**** Source material ****
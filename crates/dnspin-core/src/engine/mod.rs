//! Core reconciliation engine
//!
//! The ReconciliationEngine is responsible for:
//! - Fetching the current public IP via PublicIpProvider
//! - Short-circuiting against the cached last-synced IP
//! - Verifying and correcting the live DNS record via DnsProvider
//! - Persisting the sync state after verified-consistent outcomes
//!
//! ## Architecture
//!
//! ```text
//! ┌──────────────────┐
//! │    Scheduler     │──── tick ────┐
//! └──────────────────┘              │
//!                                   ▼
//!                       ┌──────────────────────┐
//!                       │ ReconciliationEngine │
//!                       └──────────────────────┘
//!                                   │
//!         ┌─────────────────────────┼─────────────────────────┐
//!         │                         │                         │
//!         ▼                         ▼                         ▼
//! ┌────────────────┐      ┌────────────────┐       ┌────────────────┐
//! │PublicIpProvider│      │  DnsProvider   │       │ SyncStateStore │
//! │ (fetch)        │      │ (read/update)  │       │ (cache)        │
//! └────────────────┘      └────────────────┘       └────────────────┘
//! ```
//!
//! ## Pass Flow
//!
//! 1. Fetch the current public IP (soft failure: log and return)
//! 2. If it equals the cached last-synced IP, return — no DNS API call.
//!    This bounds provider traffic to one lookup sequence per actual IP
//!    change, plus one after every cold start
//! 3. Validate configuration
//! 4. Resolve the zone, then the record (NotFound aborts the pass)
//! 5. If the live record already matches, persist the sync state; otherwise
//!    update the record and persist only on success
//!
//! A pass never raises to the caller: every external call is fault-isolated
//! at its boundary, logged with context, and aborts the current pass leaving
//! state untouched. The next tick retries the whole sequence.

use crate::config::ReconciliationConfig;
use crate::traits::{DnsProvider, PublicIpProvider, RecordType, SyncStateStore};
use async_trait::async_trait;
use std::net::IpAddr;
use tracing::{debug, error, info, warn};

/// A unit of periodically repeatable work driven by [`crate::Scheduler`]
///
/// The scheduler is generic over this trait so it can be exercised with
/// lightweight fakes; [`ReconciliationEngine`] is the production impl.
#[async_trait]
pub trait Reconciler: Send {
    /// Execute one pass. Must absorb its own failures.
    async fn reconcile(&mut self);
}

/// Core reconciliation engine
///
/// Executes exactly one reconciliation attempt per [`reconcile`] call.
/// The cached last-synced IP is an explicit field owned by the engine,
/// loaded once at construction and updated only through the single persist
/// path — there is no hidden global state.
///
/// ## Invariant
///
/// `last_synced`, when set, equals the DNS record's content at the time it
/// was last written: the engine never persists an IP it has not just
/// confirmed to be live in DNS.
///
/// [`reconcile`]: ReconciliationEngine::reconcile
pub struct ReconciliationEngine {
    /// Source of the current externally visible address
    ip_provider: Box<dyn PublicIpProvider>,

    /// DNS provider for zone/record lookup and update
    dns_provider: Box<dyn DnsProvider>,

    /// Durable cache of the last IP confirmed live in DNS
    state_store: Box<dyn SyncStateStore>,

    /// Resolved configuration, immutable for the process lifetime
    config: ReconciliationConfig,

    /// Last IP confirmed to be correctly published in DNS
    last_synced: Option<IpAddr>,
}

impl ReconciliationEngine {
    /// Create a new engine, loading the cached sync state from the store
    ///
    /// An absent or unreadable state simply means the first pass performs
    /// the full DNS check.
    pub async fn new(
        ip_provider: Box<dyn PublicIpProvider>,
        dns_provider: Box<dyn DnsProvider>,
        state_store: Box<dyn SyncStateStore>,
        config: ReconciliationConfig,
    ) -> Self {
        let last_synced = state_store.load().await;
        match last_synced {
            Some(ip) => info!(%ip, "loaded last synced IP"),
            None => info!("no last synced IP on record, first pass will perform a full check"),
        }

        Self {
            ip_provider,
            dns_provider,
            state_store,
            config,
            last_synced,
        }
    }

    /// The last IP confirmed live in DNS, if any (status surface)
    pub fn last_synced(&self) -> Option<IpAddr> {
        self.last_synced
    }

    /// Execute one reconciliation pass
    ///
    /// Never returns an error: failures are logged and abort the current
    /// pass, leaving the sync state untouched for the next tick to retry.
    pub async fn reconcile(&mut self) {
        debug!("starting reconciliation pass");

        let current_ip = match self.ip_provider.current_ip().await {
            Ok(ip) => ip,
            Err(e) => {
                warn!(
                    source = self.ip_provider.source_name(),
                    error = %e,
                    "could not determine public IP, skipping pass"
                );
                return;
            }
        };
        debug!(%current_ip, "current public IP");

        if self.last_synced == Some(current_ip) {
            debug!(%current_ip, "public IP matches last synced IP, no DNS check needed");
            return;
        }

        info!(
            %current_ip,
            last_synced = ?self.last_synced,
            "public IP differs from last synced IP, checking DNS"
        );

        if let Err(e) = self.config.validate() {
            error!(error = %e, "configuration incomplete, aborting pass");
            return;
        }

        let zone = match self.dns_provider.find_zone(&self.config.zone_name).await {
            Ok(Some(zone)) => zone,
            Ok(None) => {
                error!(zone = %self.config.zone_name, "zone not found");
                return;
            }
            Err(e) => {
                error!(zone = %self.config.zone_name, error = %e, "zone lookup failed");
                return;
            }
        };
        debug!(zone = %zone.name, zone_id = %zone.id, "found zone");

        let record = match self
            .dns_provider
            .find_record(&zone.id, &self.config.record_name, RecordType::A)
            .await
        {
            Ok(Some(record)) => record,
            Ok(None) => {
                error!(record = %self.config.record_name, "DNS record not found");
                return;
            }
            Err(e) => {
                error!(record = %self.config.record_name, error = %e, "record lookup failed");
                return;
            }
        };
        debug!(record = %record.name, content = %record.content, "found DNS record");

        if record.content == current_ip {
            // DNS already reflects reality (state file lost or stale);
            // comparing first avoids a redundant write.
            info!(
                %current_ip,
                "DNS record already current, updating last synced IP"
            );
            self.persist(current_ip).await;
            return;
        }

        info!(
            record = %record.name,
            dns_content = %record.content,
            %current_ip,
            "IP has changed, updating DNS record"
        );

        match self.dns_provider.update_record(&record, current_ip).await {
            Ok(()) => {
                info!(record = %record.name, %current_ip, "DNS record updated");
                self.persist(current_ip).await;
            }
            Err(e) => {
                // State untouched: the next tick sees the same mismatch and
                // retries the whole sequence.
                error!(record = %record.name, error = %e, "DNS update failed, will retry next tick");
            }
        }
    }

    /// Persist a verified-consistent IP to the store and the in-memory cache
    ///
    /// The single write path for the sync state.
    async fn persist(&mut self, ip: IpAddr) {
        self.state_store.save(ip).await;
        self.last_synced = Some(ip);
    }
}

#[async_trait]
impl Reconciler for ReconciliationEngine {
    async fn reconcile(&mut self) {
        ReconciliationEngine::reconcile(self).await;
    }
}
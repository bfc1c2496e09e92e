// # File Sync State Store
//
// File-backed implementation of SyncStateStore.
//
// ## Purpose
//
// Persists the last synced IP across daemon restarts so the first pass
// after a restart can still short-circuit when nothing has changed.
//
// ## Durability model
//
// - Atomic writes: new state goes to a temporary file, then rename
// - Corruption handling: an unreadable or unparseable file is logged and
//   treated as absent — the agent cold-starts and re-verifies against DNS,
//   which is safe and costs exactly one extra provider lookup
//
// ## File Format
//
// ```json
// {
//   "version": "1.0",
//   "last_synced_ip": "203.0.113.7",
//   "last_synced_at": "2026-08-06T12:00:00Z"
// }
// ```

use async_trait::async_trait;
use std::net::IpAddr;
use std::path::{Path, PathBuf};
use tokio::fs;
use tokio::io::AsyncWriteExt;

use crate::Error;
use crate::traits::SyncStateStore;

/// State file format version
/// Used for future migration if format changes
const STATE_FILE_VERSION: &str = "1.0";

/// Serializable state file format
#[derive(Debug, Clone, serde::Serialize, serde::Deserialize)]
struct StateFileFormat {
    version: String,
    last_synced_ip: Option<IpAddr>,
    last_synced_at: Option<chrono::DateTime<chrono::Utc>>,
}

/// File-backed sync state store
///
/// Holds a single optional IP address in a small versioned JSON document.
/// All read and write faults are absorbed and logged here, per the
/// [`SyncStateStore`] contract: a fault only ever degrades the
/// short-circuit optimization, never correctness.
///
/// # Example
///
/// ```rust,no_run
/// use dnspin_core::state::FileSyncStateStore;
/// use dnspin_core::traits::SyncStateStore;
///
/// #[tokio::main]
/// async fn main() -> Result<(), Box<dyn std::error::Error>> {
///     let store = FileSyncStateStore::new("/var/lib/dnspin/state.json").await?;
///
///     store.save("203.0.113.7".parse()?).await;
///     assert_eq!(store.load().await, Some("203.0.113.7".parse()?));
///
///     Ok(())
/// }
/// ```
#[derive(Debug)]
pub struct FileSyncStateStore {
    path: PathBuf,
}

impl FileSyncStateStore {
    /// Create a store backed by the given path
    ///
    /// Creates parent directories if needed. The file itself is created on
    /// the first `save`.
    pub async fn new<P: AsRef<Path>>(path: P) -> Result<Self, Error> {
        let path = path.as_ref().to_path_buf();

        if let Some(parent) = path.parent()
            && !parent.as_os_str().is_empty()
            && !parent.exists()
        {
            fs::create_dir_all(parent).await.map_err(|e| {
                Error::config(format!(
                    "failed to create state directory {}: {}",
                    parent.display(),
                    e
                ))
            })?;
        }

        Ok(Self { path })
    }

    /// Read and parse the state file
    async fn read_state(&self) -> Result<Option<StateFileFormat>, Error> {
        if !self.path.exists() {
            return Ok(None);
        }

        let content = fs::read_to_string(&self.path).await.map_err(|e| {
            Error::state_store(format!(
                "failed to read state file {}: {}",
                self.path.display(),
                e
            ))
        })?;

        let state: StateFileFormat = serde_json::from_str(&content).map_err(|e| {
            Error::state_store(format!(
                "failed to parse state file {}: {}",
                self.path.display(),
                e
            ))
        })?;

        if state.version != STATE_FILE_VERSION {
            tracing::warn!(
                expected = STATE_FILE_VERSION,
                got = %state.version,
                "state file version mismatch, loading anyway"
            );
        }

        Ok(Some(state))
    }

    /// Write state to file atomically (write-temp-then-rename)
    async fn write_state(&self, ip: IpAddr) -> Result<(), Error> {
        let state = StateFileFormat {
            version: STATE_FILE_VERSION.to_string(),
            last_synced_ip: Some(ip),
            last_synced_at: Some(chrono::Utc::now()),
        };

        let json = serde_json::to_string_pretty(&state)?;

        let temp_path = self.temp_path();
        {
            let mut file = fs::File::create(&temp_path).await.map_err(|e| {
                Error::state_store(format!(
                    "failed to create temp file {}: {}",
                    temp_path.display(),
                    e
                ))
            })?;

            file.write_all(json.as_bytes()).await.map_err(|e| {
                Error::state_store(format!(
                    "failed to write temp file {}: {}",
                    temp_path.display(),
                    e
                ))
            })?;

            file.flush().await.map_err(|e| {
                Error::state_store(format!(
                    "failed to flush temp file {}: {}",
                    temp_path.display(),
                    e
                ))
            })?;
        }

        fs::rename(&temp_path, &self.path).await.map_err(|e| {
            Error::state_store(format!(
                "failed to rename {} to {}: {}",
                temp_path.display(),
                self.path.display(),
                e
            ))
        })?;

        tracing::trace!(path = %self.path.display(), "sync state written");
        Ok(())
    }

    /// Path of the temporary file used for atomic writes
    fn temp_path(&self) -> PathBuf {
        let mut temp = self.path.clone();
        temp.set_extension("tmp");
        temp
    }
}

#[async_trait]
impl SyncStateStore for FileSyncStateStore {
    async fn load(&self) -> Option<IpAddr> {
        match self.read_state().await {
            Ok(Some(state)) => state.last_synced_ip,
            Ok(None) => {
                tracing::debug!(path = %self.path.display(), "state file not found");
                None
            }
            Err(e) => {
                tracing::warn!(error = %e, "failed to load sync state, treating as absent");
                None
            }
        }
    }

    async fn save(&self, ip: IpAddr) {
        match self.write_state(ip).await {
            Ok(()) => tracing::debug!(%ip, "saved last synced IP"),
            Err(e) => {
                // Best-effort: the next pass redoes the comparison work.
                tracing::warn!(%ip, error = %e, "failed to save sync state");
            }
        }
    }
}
****
**** Source material ****
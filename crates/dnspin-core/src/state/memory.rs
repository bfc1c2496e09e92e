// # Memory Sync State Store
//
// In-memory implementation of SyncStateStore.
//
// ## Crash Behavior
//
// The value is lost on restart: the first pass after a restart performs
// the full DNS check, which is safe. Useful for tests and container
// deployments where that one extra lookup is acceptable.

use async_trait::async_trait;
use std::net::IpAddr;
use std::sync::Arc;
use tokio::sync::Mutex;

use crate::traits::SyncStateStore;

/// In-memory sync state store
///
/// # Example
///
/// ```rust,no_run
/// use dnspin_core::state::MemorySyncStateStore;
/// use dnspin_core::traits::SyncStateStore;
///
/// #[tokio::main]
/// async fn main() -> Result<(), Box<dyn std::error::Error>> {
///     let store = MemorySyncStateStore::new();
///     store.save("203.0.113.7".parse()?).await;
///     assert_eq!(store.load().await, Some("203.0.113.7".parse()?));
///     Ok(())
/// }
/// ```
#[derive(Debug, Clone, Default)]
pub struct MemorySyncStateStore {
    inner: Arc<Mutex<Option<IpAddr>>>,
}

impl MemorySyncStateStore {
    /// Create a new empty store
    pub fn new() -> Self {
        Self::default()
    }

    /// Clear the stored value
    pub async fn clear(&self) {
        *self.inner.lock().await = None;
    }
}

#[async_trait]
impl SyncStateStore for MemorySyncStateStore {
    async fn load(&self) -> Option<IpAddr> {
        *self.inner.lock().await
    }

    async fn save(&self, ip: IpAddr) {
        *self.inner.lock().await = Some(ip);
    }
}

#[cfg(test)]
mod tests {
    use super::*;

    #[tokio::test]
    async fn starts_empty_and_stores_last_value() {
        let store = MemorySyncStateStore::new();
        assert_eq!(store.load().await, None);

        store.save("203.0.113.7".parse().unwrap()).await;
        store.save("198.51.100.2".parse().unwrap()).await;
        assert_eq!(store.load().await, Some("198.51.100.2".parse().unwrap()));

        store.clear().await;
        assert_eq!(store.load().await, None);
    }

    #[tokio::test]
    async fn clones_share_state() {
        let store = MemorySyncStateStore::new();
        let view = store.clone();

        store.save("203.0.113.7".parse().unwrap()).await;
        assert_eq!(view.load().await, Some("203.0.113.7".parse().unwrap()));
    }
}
****
What the task asks » Your answer should be the lines above that contain the word "updated", copied out.

Response for this exercise »
/// loaded once at construction and updated only through the single persist
                info!(record = %record.name, %current_ip, "DNS record updated");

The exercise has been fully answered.